## Information given
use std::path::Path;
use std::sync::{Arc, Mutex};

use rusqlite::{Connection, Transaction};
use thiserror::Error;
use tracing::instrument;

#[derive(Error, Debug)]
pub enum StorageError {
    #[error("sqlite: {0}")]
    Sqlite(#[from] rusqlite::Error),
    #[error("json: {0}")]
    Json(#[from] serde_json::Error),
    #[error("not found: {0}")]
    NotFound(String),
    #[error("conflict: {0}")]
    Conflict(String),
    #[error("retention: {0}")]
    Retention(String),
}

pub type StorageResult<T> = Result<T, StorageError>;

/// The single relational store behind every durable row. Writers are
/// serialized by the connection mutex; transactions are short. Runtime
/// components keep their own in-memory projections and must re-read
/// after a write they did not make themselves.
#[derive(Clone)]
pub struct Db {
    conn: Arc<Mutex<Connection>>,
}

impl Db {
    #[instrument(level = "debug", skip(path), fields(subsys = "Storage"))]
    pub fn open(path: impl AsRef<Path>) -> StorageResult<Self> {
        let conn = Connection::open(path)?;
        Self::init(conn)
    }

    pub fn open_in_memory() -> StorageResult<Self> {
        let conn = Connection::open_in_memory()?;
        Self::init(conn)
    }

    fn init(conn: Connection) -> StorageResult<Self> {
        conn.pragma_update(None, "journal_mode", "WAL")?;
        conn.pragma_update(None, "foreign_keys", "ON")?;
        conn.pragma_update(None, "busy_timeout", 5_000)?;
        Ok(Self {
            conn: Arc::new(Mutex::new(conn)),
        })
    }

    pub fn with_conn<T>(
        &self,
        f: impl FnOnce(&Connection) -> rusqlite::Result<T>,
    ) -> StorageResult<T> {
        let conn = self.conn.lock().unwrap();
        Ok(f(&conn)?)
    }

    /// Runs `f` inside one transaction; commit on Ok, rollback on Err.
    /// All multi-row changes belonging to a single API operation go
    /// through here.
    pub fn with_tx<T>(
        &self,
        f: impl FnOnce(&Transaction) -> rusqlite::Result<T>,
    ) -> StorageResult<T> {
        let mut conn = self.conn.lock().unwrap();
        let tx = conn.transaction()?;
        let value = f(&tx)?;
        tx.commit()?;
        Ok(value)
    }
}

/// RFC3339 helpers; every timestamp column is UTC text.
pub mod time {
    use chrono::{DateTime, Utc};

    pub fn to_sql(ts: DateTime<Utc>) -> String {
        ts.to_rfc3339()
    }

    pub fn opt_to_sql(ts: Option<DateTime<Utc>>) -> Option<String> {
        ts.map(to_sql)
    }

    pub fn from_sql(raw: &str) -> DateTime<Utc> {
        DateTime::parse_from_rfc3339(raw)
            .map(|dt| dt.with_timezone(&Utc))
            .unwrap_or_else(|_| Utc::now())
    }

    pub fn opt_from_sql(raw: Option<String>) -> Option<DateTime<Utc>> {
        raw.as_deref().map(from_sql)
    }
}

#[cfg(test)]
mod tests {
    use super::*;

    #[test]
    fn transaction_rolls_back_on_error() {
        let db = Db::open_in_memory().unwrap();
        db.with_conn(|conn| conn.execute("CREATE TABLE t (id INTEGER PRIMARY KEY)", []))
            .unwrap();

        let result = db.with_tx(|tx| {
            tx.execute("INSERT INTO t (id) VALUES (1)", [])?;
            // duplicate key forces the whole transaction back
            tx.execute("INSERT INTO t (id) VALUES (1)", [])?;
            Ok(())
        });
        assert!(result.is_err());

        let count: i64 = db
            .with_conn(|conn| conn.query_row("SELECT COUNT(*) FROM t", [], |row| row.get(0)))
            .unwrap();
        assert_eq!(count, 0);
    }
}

## Task description
Among the entries above, find the line with "pub fn opt_from_sql(raw: Option<String>)" and the line with "let result = db.with_tx(|tx|"; give again exactly these two lines and all lines between them.

## Answer box
    pub fn opt_from_sql(raw: Option<String>) -> Option<DateTime<Utc>> {
        raw.as_deref().map(from_sql)
    }
}

#[cfg(test)]
mod tests {
    use super::*;

    #[test]
    fn transaction_rolls_back_on_error() {
        let db = Db::open_in_memory().unwrap();
        db.with_conn(|conn| conn.execute("CREATE TABLE t (id INTEGER PRIMARY KEY)", []))
            .unwrap();

        let result = db.with_tx(|tx| {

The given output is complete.